New York judge Victoria Graffeo ruled today that creasing a MTA MetroCard to confuse the turnstile into allowing a free ride constitutes forgery—meaning that, according to the law, the bending process makes it “falsely altered.”

Now I don’t condone stealing from local transit authorities. (New York’s MTA leads the country with a debt of $25.5 billion, so they need your money.) But what makes more sense: arresting a guy who was observed defrauding the MTA of $6 in fares, prosecuting him through appeals on a felony forgery charge, and sentencing him to 2–4 years in prison; or fixing the damn fare collection system?

I see that on average states spend $23,000 per year per prisoner (2001 data).
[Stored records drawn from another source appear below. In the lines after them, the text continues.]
//! Integration tests for the buffer pool manager

use std::sync::Arc;
use std::thread;

use larch::buffer::BufferPoolManager;
use larch::common::{LarchError, PAGE_SIZE};
use larch::storage::disk::DiskManager;
use tempfile::NamedTempFile;

fn create_bpm(pool_size: usize) -> (Arc<BufferPoolManager>, NamedTempFile) {
    let temp_file = NamedTempFile::new().unwrap();
    let dm = Arc::new(DiskManager::new(temp_file.path()).unwrap());
    let bpm = Arc::new(BufferPoolManager::new(pool_size, 2, dm));
    (bpm, temp_file)
}

#[test]
fn test_page_data_round_trip() {
    let (bpm, _temp) = create_bpm(10);

    let page_id = bpm.new_page().unwrap();
    {
        let mut guard = bpm.write_page(page_id).unwrap();
        guard.data_mut()[0] = 1;
        guard.data_mut()[PAGE_SIZE - 1] = 255;
    }
    {
        let guard = bpm.read_page(page_id).unwrap();
        assert_eq!(guard.data()[0], 1);
        assert_eq!(guard.data()[PAGE_SIZE - 1], 255);
    }
}

#[test]
fn test_guard_pins_and_unpins() {
    let (bpm, _temp) = create_bpm(10);

    let page_id = bpm.new_page().unwrap();
    assert_eq!(bpm.pin_count(page_id), Some(0));

    {
        let _guard = bpm.read_page(page_id).unwrap();
        assert_eq!(bpm.pin_count(page_id), Some(1));
    }
    assert_eq!(bpm.pin_count(page_id), Some(0));
}

#[test]
fn test_eviction_and_reload() {
    let (bpm, _temp) = create_bpm(4);

    // Fill every frame and then some, forcing evictions
    let page_ids: Vec<_> = (0..16)
        .map(|i| {
            let pid = bpm.new_page().unwrap();
            let mut guard = bpm.write_page(pid).unwrap();
            guard.data_mut()[0] = i as u8;
            pid
        })
        .collect();

    // Every page comes back with its own data
    for (i, &pid) in page_ids.iter().enumerate() {
        let guard = bpm.read_page(pid).unwrap();
        assert_eq!(guard.data()[0], i as u8, "page {} corrupted", i);
    }
}

#[test]
fn test_pool_exhaustion() {
    let (bpm, _temp) = create_bpm(2);

    let p1 = bpm.new_page().unwrap();
    let p2 = bpm.new_page().unwrap();

    let _g1 = bpm.read_page(p1).unwrap();
    let _g2 = bpm.read_page(p2).unwrap();

    assert!(matches!(bpm.new_page(), Err(LarchError::BufferPoolFull)));
}

#[test]
fn test_concurrent_readers_on_one_page() {
    let (bpm, _temp) = create_bpm(8);

    let page_id = bpm.new_page().unwrap();
    {
        let mut guard = bpm.write_page(page_id).unwrap();
        guard.data_mut()[0] = 42;
    }

    let handles: Vec<_> = (0..8)
        .map(|_| {
            let bpm = Arc::clone(&bpm);
            thread::spawn(move || {
                for _ in 0..100 {
                    let guard = bpm.read_page(page_id).unwrap();
                    assert_eq!(guard.data()[0], 42);
                }
            })
        })
        .collect();
    for handle in handles {
        handle.join().unwrap();
    }
}

#[test]
fn test_concurrent_writers_on_distinct_pages() {
    let (bpm, _temp) = create_bpm(16);

    let page_ids: Vec<_> = (0..8).map(|_| bpm.new_page().unwrap()).collect();

    let handles: Vec<_> = page_ids
        .iter()
        .map(|&pid| {
            let bpm = Arc::clone(&bpm);
            thread::spawn(move || {
                for i in 0..100u8 {
                    let mut guard = bpm.write_page(pid).unwrap();
                    guard.data_mut()[0] = i;
                    guard.data_mut()[1] = i;
                }
            })
        })
        .collect();
    for handle in handles {
        handle.join().unwrap();
    }

    // No torn writes within a page
    for &pid in &page_ids {
        let guard = bpm.read_page(pid).unwrap();
        assert_eq!(guard.data()[0], guard.data()[1]);
    }
}

#[test]
fn test_flush_persists_across_reopen() {
    let temp_file = NamedTempFile::new().unwrap();

    let page_id = {
        let dm = Arc::new(DiskManager::new(temp_file.path()).unwrap());
        let bpm = BufferPoolManager::new(4, 2, dm);
        let page_id = bpm.new_page().unwrap();
        {
            let mut guard = bpm.write_page(page_id).unwrap();
            guard.data_mut()[100] = 7;
        }
        bpm.flush_all_pages().unwrap();
        page_id
    };

    let dm = Arc::new(DiskManager::new(temp_file.path()).unwrap());
    let bpm = BufferPoolManager::new(4, 2, dm);
    let guard = bpm.read_page(page_id).unwrap();
    assert_eq!(guard.data()[100], 7);
}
So let’s say that this guy serves the minimum sentence and it costs New York $46,000. I don’t really know how much it costs the state to prosecute someone, but I bet that between lawyers, judges, clerks, and so on, another $40,000 was spent on the case. So we’re at $86,000. (Remember, this guy stole $6.)
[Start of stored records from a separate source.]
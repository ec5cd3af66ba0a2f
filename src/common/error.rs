use thiserror::Error;

use super::types::PageId;

/// Database error types
#[derive(Error, Debug)]
pub enum LarchError {
    #[error("I/O error: {0}")]
    Io(#[from] std::io::Error),

    #[error("Buffer pool is full, no evictable frames available")]
    BufferPoolFull,

    #[error("Invalid page ID: {0}")]
    InvalidPageId(PageId),

    #[error("Page {0} is still pinned")]
    PageStillPinned(PageId),

    #[error("Disk scheduler error: {0}")]
    DiskScheduler(String),

    #[error("Index corrupted: {0}")]
    IndexCorrupted(String),
}

pub type Result<T> = std::result::Result<T, LarchError>;
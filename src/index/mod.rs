pub mod btree_index;
pub mod btree_iterator;
pub mod btree_page;
pub mod generic_key;

pub use btree_index::BPlusTree;
pub use btree_iterator::BPlusTreeIterator;
pub use btree_page::{
    HeaderPage, HeaderPageRef, InternalPage, InternalPageRef, LeafPage, LeafPageRef, NodeKind,
    NodePage, NodePageRef,
};
pub use generic_key::{BytewiseComparator, GenericKey, IntegerComparator, KeyComparator};
//! Structured error types for the report engine.
//!
//! Most failure sources inside a generation run are absorbed on purpose
//! (unknown variables, broken photos, missing colors). What remains here are
//! input parsing, programmer errors in the template and output failures.

use thiserror::Error;

/// The unified error type returned by all public API functions.
#[derive(Debug, Error)]
pub enum ReportError {
    /// JSON input failed to parse as an inspection bundle or template.
    #[error("Failed to parse input: {source}{}", hint_suffix(.hint))]
    Parse {
        #[source]
        source: serde_json::Error,
        hint: String,
    },

    /// The template references a section with no registered renderer.
    #[error("Unknown section id '{0}' has no registered renderer")]
    UnknownSection(String),

    /// An image could not be decoded.
    #[error("Image error: {0}")]
    Image(String),

    /// PDF generation failed.
    #[error("Render error: {0}")]
    Render(String),

    #[error(transparent)]
    Io(#[from] std::io::Error),
}

fn hint_suffix(hint: &str) -> String {
    if hint.is_empty() {
        String::new()
    } else {
        format!("\n  Hint: {}", hint)
    }
}

impl From<serde_json::Error> for ReportError {
    fn from(e: serde_json::Error) -> Self {
        let hint = match e.classify() {
            serde_json::error::Category::Syntax => {
                "Check for trailing commas, missing quotes, or unescaped characters.".to_string()
            }
            serde_json::error::Category::Data => {
                "The JSON is valid but doesn't match the inspection/template schema. Check field names and types.".to_string()
            }
            serde_json::error::Category::Eof => {
                "Unexpected end of input. Is the JSON truncated?".to_string()
            }
            serde_json::error::Category::Io => String::new(),
        };
        ReportError::Parse { source: e, hint }
    }
}
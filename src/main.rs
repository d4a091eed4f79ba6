//! # revize-report CLI
//!
//! Usage:
//!   revize-report bundle.json -o zprava.pdf
//!   echo '{ "revize": { ... }, "sablona": { ... } }' | revize-report -o zprava.pdf
//!   revize-report bundle.json --today 2026-03-01
//!   revize-report --example > bundle.json
//!
//! Logging goes to stderr and follows `RUST_LOG` (default `warn`).

use std::env;
use std::fs;
use std::io::{self, Read};
use std::process::ExitCode;

use chrono::NaiveDate;
use revize_report::{GenerateOptions, ReportError};

fn main() -> ExitCode {
    env_logger::Builder::from_env(env_logger::Env::default().default_filter_or("warn")).init();

    let args: Vec<String> = env::args().collect();

    if args.iter().any(|a| a == "--example") {
        print!("{}", example_bundle_json());
        return ExitCode::SUCCESS;
    }

    match run(&args) {
        Ok((bytes, output_path)) => {
            eprintln!("✓ Written {} bytes to {}", bytes, output_path);
            ExitCode::SUCCESS
        }
        Err(e) => {
            eprintln!("✗ {}", e);
            ExitCode::FAILURE
        }
    }
}

fn run(args: &[String]) -> Result<(usize, String), ReportError> {
    let input = if args.len() > 1 && !args[1].starts_with('-') {
        fs::read_to_string(&args[1])?
    } else {
        let mut buf = String::new();
        io::stdin().read_to_string(&mut buf)?;
        buf
    };

    let output_path = flag_value(args, "-o").unwrap_or_else(|| "zprava.pdf".to_string());

    let mut options = GenerateOptions::default();
    if let Some(today) = flag_value(args, "--today") {
        match NaiveDate::parse_from_str(&today, "%Y-%m-%d") {
            Ok(date) => options.today = date,
            Err(e) => log::warn!("Ignoring --today '{}': {}", today, e),
        }
    }

    let pdf_bytes = revize_report::render_json(&input, &options)?;
    fs::write(&output_path, &pdf_bytes)?;
    Ok((pdf_bytes.len(), output_path))
}

fn flag_value(args: &[String], flag: &str) -> Option<String> {
    args.windows(2).find(|w| w[0] == flag).map(|w| w[1].clone())
}

fn example_bundle_json() -> &'static str {
    r##"{
  "revize": {
    "number": "R-2026-014",
    "title": "Bytový dům Lipová 12",
    "siteAddress": "Lipová 12, 602 00 Brno",
    "objectDescription": "Společné prostory a technická místnost",
    "performedOn": "2026-02-10",
    "completedOn": "2026-02-11",
    "draftedOn": "2026-02-12",
    "validUntil": "2031-02-10",
    "kind": "periodic",
    "category": "electrical",
    "result": "conditionally_compliant",
    "scope": "Hlavní rozvaděč RH, podružný rozvaděč R1 a elektrická instalace společných prostor.",
    "scopeExcluded": "Bytové jednotky.",
    "voltageSystem": "3/PEN AC 400/230 V 50 Hz, TN-C-S",
    "protectiveMeasures": ["Automatické odpojení od zdroje", "Doplňková ochrana proudovým chráničem"],
    "priorFindings": "Závady z předchozí revize byly odstraněny.",
    "performedActions": "Prohlídka, měření izolačních odporů, impedance smyček a vybavovacích časů proudových chráničů.",
    "conclusion": "Instalace je ve stavu odpovídajícím stáří, zjištěné závady nebrání provozu.",
    "nonComplianceReason": "Chybějící kryt svorkovnice v R1.",
    "panels": [
      {
        "id": 1,
        "name": "RH",
        "location": "Technická místnost",
        "circuits": [
          { "number": 1, "name": "Osvětlení chodby", "breakerType": "B", "breakerRating": 10, "phases": 1, "conductor": "CYKY 3x1,5", "insulationResistance": 250, "loopImpedance": 0.46 },
          { "number": 2, "name": "Zásuvky sklep", "breakerType": "B", "breakerRating": 16, "phases": 1, "conductor": "CYKY 3x2,5", "insulationResistance": 180, "loopImpedance": 0.52, "rcdRating": 30, "tripTime": 18 }
        ]
      }
    ],
    "rooms": [
      {
        "id": 1,
        "name": "Kotelna",
        "devices": [
          { "name": "Oběhové čerpadlo", "quantity": 2, "protectionClass": "I", "power": 90, "touchProtection": 0.12, "status": "OK" }
        ]
      }
    ],
    "defects": [
      { "description": "Chybějící kryt svorkovnice", "severity": "C2", "status": "open", "remedy": "Doplnit kryt", "panelId": 1, "photos": [] }
    ],
    "instruments": [
      { "name": "Multifunkční tester", "manufacturer": "Metrel", "model": "MI 3152", "serialNumber": "21340567", "calibratedOn": "2025-06-01", "calibrationValidUntil": "2027-06-01" }
    ],
    "customer": { "name": "SVJ Lipová 12", "ico": "12345678", "address": "Lipová 12, Brno", "contactPerson": "Jana Nováková" },
    "company": { "name": "Elektro Revize s.r.o.", "ico": "87654321", "address": "Hlavní 5, Brno", "phone": "+420 600 000 000" },
    "technician": { "name": "Ing. Petr Svoboda", "licenseNumber": "1234/5678/E/A" }
  },
  "sablona": {
    "nazev": "Výchozí šablona",
    "barvaPrimarni": "#1e40af",
    "podpisyUmisteni": "posledni",
    "zapatiVlastniText": "Revize {{revize.cisloRevize}} | {{firma.nazev}}"
  }
}
"##
}
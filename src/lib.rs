//! # Revize Report
//!
//! A report engine for electrical inspections ("revize").
//!
//! A report is a cover page, a portrait body of sections and landscape
//! appendices with defect photos. Which sections appear, in which order and
//! with which table columns is decided by a user-editable template. The
//! engine never slices a long canvas into pages afterwards: every section
//! knows how much room it needs, and the flow controller breaks the page
//! before content would cross the bottom margin.
//!
//! ## Architecture
//!
//! ```text
//! InspectionRecord + TemplateDescriptor
//!       ↓
//!   [template]    merge with canonical defaults, filter, order
//!       ↓
//!   [report]      cover, body sections, signatures, appendices
//!       ↓         (through [layout]: cursor, page breaks, tables)
//!   [overlay]     header/footer, page X of Y
//!       ↓
//!   PageSequence (recorded draw commands per page)
//!       ↓
//!   [pdf]         serialize to PDF bytes
//! ```

pub mod canvas;
pub mod cover;
pub mod error;
pub mod font;
pub mod image_loader;
pub mod layout;
pub mod model;
pub mod overlay;
pub mod pdf;
pub mod report;
pub mod sections;
pub mod style;
pub mod template;
pub mod text;
pub mod variables;

use serde::{Deserialize, Serialize};

pub use canvas::{Canvas, PageSequence};
pub use error::ReportError;
pub use model::InspectionRecord;
pub use report::{generate, generate_into, GenerateOptions};
pub use template::TemplateDescriptor;

use pdf::{PdfMetadata, PdfWriter};

/// JSON input of the CLI and [`render_json`]: the inspection and its template.
#[derive(Debug, Clone, Default, Serialize, Deserialize)]
pub struct ReportBundle {
    pub revize: InspectionRecord,
    #[serde(default)]
    pub sablona: TemplateDescriptor,
}

/// Generate the report and serialize it to PDF bytes.
pub fn render_pdf(
    record: &InspectionRecord,
    template: &TemplateDescriptor,
    options: &GenerateOptions,
) -> Result<Vec<u8>, ReportError> {
    let pages = generate(record, template, options)?;
    let title = match (record.number.trim(), record.title.trim()) {
        ("", "") => None,
        ("", title) => Some(title.to_string()),
        (number, "") => Some(format!("Revize {}", number)),
        (number, title) => Some(format!("Revize {} - {}", number, title)),
    };
    let metadata = PdfMetadata {
        title,
        author: record
            .technician
            .as_ref()
            .map(|t| t.name.trim().to_string())
            .filter(|n| !n.is_empty()),
        subject: Some(template.cover_title.clone()).filter(|s| !s.contains("{{")),
    };
    PdfWriter::new().write(&pages, &metadata)
}

/// Render a [`ReportBundle`] given as JSON to PDF bytes.
pub fn render_json(json: &str, options: &GenerateOptions) -> Result<Vec<u8>, ReportError> {
    let bundle: ReportBundle = serde_json::from_str(json)?;
    render_pdf(&bundle.revize, &bundle.sablona, options)
}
Their farecard system really needs a re-design to provide even a basic element of security, but closing the hole that makes this theft possible could be done by tweaking the software. A good engineering company could do this for, say, $25,000.

Still looking like a sound decision? I think this kind of inside-the-box thinking is why transit authorities go broke.

On the upside, the judge’s 12-page ruling carefully explains how you can commit the forgery yourself and why it works. Awesome.